Karisa was appointed by the President of Kenya as ambassador designate to Cuba in March 2024. She was the ambassador and plenipotentiary, based in Havana. She coordinated the bilateral ties between Kenya and Cuba, promoting trade and cultural exchanges. Besides managing the operations of the embassy, she represented Kenya in international forums.

In July 2026, Karisa arrived in Kingston, Jamaica, to take up her new role as the first Kenyan High Commissioner to Jamaica.

== Public Administration ==
Between August 2023 and March 2024, Everlyne served as the Chief Administrative Officer at Bandari Maritime Academy where she was in charge of communications, finance, policy development, human resources, stakeholder relationship among others.

Before that, she was Chief Officer (2018 - 2022) in the County Government of Kilifi serving both the Department of Gender, Culture, Social Services and Sports, and the Department of Education and ICT. While working there, she oversaw overall administration, developing development strategies, compliance and procurement policies, and legal and institutional frameworks.

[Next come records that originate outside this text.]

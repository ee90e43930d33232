//! Runtime configuration.
//!
//! Every setting is a command-line flag that can also come from the
//! environment, so the same binary runs unchanged under a process manager or
//! in a container.

use std::net::{Ipv4Addr, SocketAddr};

use clap::Parser;

/// The shared secret `/users` requests must present in `Authorization`.
pub const DEFAULT_TOKEN: &str = "Bearer mysecrettoken";

/// Largest request body the server reads before answering 413.
pub const DEFAULT_MAX_BODY_BYTES: usize = 30_000_000;

/// Bytes of each request or response body written to the log.
pub const DEFAULT_BODY_LOG_LIMIT: usize = 4096;

#[derive(Clone, Debug, Parser)]
#[command(name = "roster", version, about = "In-memory user directory over HTTP")]
pub struct Config {
    /// Address to listen on.
    #[arg(long, env = "ROSTER_ADDR", default_value = "0.0.0.0:3000")]
    pub addr: SocketAddr,

    /// Exact `Authorization` header value required for /users.
    #[arg(long, env = "ROSTER_TOKEN", default_value = DEFAULT_TOKEN, hide_env_values = true)]
    pub token: String,

    /// Largest request body accepted, in bytes.
    #[arg(long, env = "ROSTER_MAX_BODY_BYTES", default_value_t = DEFAULT_MAX_BODY_BYTES)]
    pub max_body_bytes: usize,

    /// Maximum body bytes logged per request and per response.
    #[arg(long, env = "ROSTER_BODY_LOG_LIMIT", default_value_t = DEFAULT_BODY_LOG_LIMIT)]
    pub body_log_limit: usize,

    /// Redirect requests forwarded as plain http to https.
    #[arg(long, env = "ROSTER_HTTPS_REDIRECT")]
    pub https_redirect: bool,
}

impl Default for Config {
    fn default() -> Self {
        Self {
            addr: SocketAddr::from((Ipv4Addr::UNSPECIFIED, 3000)),
            token: DEFAULT_TOKEN.to_owned(),
            max_body_bytes: DEFAULT_MAX_BODY_BYTES,
            body_log_limit: DEFAULT_BODY_LOG_LIMIT,
            https_redirect: false,
        }
    }
}

#[cfg(test)]
mod tests {
    use super::*;

    #[test]
    fn flags_override_defaults() {
        let config = Config::try_parse_from([
            "roster",
            "--addr", "127.0.0.1:8080",
            "--token", "Bearer other",
            "--body-log-limit", "128",
            "--max-body-bytes", "1024",
            "--https-redirect",
        ])
        .unwrap();
        assert_eq!(config.addr, "127.0.0.1:8080".parse().unwrap());
        assert_eq!(config.token, "Bearer other");
        assert_eq!(config.body_log_limit, 128);
        assert_eq!(config.max_body_bytes, 1024);
        assert!(config.https_redirect);
    }

    #[test]
    fn defaults_match_the_documented_values() {
        let config = Config::try_parse_from(["roster"]).unwrap();
        assert_eq!(config.max_body_bytes, DEFAULT_MAX_BODY_BYTES);
        assert_eq!(config.body_log_limit, DEFAULT_BODY_LOG_LIMIT);
        assert_eq!(config.token, DEFAULT_TOKEN);
    }

    #[test]
    fn rejects_bad_address() {
        assert!(Config::try_parse_from(["roster", "--addr", "not-an-addr"]).is_err());
    }
}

From 2014 to 2018, she developed county policies while heading Kilifi County public service.

== Governance ==
Everlyne worked for the National Government in the Office of the President and Ministry of Provincial Administration and Internal Security as the District Officer of Kirinyaga Central, Gichugu, and Ngong Divisions. She also served as the first Sub County Administrator Kilifi North Sub County between 2014 and 2018. As a District Officer, she coordinated state functions, interpreted and disseminated government policies as well as maintaining civil society-local authority relationships.

== Early career ==
Everlyne started her career in the civil service by interning at the Coast Development Authority as a Program Field Officer. There, she mobilised the public to form Community Based Organisations and trained them in leadership and management. In 2005, as Kenya worked on the draft new constitution, she was Civic Education Facilitator conducting civic education on the draft constitution. She also worked as a Research Assistant with Research International between 2006 and 2007.

Everlyne has served as board member in a number of schools. She was also a founding member of Kilifi Watoto Centre.